(Stored data)
§

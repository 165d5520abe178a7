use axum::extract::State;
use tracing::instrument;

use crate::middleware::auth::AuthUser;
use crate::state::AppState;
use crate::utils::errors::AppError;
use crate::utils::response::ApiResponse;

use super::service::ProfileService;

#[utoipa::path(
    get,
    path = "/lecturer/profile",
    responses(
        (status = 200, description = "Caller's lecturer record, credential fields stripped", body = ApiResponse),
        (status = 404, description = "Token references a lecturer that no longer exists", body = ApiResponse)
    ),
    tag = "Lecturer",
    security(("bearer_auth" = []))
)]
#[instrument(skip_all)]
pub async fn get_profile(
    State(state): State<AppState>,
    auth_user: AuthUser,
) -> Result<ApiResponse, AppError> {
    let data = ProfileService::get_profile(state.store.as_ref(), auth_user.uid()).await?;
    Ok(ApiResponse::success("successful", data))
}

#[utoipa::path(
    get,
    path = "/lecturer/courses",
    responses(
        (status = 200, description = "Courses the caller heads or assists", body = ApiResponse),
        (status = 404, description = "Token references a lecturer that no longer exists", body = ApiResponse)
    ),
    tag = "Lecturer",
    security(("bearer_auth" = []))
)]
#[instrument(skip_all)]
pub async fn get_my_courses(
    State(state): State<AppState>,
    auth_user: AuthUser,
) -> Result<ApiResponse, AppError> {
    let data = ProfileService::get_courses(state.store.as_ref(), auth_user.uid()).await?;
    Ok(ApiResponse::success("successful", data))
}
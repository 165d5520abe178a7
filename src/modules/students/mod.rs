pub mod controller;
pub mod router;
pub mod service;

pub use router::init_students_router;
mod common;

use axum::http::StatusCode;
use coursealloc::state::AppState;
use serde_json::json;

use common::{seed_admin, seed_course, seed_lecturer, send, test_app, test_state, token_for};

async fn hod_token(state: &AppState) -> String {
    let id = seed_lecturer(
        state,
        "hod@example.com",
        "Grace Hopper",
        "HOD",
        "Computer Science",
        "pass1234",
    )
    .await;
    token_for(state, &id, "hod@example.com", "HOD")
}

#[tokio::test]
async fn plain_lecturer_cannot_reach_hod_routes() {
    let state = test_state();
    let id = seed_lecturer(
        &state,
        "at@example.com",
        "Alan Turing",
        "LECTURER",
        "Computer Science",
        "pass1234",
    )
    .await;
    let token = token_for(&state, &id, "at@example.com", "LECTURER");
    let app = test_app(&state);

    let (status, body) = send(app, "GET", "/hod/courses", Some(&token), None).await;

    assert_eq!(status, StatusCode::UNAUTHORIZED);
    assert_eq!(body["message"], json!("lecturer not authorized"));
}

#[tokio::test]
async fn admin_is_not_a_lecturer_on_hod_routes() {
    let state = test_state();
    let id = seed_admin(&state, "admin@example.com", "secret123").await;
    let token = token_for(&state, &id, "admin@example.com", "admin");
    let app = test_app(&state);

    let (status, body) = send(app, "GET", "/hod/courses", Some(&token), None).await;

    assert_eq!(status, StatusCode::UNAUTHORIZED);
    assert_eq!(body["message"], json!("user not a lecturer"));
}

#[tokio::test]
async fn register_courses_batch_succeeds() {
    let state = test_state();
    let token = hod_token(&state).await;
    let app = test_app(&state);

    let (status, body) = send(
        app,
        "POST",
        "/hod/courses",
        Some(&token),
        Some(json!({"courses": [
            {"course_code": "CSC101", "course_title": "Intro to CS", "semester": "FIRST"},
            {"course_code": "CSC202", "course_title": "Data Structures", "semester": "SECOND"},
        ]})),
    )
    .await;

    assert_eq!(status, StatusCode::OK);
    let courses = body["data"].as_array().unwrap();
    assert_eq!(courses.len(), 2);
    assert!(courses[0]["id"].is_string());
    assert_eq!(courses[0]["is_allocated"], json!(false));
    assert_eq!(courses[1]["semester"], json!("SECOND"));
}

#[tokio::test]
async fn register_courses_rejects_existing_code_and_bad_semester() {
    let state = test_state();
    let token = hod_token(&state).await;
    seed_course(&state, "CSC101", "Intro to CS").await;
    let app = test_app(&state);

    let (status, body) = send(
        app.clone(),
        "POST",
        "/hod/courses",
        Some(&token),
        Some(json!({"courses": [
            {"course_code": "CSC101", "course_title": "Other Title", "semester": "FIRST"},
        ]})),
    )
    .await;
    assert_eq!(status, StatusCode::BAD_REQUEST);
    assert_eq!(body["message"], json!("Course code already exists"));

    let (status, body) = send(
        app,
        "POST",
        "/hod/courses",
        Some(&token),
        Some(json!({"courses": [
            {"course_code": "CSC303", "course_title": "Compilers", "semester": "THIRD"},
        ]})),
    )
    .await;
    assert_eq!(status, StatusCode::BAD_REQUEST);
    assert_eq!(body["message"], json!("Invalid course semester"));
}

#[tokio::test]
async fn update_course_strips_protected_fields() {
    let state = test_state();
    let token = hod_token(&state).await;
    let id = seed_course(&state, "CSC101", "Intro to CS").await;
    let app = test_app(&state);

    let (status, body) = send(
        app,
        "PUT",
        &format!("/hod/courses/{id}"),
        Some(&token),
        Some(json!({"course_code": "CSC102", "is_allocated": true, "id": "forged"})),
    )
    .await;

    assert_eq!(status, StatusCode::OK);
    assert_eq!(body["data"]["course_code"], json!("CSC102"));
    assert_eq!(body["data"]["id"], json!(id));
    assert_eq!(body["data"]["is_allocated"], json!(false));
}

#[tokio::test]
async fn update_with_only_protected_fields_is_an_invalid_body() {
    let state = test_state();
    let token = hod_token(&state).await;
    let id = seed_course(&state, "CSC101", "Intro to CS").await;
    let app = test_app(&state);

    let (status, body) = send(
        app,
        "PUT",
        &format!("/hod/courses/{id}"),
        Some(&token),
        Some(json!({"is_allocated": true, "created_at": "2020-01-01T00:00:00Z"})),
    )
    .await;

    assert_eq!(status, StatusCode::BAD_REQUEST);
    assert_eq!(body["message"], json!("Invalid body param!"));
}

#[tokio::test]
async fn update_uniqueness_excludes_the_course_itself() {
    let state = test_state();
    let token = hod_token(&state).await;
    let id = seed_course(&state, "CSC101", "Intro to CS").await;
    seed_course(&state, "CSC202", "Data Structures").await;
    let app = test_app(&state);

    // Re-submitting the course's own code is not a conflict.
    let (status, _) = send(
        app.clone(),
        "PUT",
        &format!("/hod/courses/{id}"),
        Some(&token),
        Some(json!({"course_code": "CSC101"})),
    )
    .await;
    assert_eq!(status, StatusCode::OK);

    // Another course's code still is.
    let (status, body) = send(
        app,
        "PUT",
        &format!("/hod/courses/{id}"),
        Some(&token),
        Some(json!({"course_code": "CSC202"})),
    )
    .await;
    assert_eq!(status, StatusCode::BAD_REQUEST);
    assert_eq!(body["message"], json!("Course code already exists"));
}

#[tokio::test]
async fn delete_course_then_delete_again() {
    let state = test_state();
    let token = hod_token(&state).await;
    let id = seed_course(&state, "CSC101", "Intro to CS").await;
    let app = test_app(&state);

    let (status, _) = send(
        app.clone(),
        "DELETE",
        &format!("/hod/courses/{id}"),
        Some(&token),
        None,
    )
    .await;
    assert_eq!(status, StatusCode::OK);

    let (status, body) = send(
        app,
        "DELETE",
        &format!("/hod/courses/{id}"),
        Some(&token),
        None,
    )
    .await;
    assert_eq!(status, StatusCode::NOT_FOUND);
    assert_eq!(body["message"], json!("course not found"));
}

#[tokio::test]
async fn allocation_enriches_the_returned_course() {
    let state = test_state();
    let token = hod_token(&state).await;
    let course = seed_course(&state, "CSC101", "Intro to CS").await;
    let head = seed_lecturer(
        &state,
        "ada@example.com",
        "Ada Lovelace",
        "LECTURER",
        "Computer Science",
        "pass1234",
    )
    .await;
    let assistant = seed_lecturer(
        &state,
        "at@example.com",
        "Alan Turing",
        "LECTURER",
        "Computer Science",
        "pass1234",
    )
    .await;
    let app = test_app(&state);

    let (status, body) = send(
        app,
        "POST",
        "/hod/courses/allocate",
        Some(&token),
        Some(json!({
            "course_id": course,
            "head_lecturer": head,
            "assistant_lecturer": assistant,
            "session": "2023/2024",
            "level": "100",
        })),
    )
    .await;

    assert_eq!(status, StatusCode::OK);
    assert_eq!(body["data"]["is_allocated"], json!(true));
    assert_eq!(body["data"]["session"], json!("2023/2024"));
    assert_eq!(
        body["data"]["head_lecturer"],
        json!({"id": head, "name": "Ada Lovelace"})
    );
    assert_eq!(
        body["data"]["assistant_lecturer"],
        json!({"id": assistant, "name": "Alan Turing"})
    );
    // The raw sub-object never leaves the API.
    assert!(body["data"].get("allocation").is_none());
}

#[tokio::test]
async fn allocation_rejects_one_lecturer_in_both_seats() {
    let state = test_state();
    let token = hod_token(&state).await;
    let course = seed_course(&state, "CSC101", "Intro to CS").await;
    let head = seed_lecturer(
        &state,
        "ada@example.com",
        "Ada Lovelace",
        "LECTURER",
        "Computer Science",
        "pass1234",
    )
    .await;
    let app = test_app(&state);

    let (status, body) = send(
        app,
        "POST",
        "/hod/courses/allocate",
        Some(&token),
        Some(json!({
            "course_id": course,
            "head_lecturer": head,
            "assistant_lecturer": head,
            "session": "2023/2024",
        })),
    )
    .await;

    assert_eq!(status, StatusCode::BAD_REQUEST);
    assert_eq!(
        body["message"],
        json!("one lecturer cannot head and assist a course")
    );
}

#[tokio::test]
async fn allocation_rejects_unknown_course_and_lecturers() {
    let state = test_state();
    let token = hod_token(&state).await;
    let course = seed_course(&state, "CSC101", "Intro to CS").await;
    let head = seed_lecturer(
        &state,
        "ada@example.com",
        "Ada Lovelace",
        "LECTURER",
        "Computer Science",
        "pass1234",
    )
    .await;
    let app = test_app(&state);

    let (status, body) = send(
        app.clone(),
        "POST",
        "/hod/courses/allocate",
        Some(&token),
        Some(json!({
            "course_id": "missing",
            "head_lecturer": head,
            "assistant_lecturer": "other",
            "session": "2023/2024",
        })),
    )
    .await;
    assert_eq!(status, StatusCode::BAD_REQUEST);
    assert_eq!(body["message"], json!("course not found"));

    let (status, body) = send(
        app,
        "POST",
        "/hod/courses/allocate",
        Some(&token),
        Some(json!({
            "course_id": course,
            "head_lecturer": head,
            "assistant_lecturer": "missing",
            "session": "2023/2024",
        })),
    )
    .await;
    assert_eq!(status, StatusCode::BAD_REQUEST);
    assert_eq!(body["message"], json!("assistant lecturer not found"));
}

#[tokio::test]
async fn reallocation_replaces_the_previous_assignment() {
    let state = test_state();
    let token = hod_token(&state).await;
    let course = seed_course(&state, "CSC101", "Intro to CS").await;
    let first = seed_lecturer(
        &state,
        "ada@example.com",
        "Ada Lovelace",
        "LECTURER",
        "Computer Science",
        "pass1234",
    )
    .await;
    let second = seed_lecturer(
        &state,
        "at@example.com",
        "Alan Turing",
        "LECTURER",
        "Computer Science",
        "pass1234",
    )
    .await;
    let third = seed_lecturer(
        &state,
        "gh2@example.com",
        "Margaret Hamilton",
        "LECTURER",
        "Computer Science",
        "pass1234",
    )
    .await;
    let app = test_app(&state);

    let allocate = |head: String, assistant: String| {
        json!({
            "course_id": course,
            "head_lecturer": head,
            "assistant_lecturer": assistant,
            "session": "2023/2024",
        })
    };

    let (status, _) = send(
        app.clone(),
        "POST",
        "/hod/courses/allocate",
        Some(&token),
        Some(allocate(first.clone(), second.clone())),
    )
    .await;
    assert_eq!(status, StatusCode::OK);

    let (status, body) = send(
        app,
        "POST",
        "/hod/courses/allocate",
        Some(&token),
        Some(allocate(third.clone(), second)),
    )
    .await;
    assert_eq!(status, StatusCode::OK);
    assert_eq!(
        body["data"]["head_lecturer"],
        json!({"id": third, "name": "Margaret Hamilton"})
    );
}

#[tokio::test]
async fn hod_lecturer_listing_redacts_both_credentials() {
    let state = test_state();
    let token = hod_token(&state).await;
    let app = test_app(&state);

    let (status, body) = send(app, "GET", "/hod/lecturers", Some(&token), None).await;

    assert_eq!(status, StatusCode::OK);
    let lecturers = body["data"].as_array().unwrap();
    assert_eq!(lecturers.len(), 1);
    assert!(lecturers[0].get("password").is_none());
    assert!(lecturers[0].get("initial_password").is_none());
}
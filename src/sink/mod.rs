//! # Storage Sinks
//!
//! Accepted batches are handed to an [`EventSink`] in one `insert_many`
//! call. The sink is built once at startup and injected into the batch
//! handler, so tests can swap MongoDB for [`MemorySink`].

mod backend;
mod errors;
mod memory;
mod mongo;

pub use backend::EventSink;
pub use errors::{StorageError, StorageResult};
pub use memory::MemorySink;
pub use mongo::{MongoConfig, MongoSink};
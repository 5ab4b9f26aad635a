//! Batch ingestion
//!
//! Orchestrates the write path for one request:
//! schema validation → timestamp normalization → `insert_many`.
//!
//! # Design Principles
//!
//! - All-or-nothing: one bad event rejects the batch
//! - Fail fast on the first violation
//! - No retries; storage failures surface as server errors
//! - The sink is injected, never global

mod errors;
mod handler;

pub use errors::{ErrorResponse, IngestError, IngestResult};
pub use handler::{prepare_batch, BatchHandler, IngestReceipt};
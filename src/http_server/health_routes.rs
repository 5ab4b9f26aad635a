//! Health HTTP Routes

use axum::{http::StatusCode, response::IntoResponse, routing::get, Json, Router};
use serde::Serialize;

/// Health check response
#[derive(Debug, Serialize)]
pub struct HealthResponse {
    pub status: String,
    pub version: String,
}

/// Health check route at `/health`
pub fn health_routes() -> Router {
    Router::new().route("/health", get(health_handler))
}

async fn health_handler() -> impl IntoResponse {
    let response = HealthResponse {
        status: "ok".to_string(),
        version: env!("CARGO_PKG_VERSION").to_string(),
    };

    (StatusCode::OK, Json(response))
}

§

The problem = Return every line from the entries above that includes the word "true".

Written solution =
        Some(json!({"course_code": "CSC102", "is_allocated": true, "id": "forged"})),
        Some(json!({"is_allocated": true, "created_at": "2020-01-01T00:00:00Z"})),
    assert_eq!(body["data"]["is_allocated"], json!(true));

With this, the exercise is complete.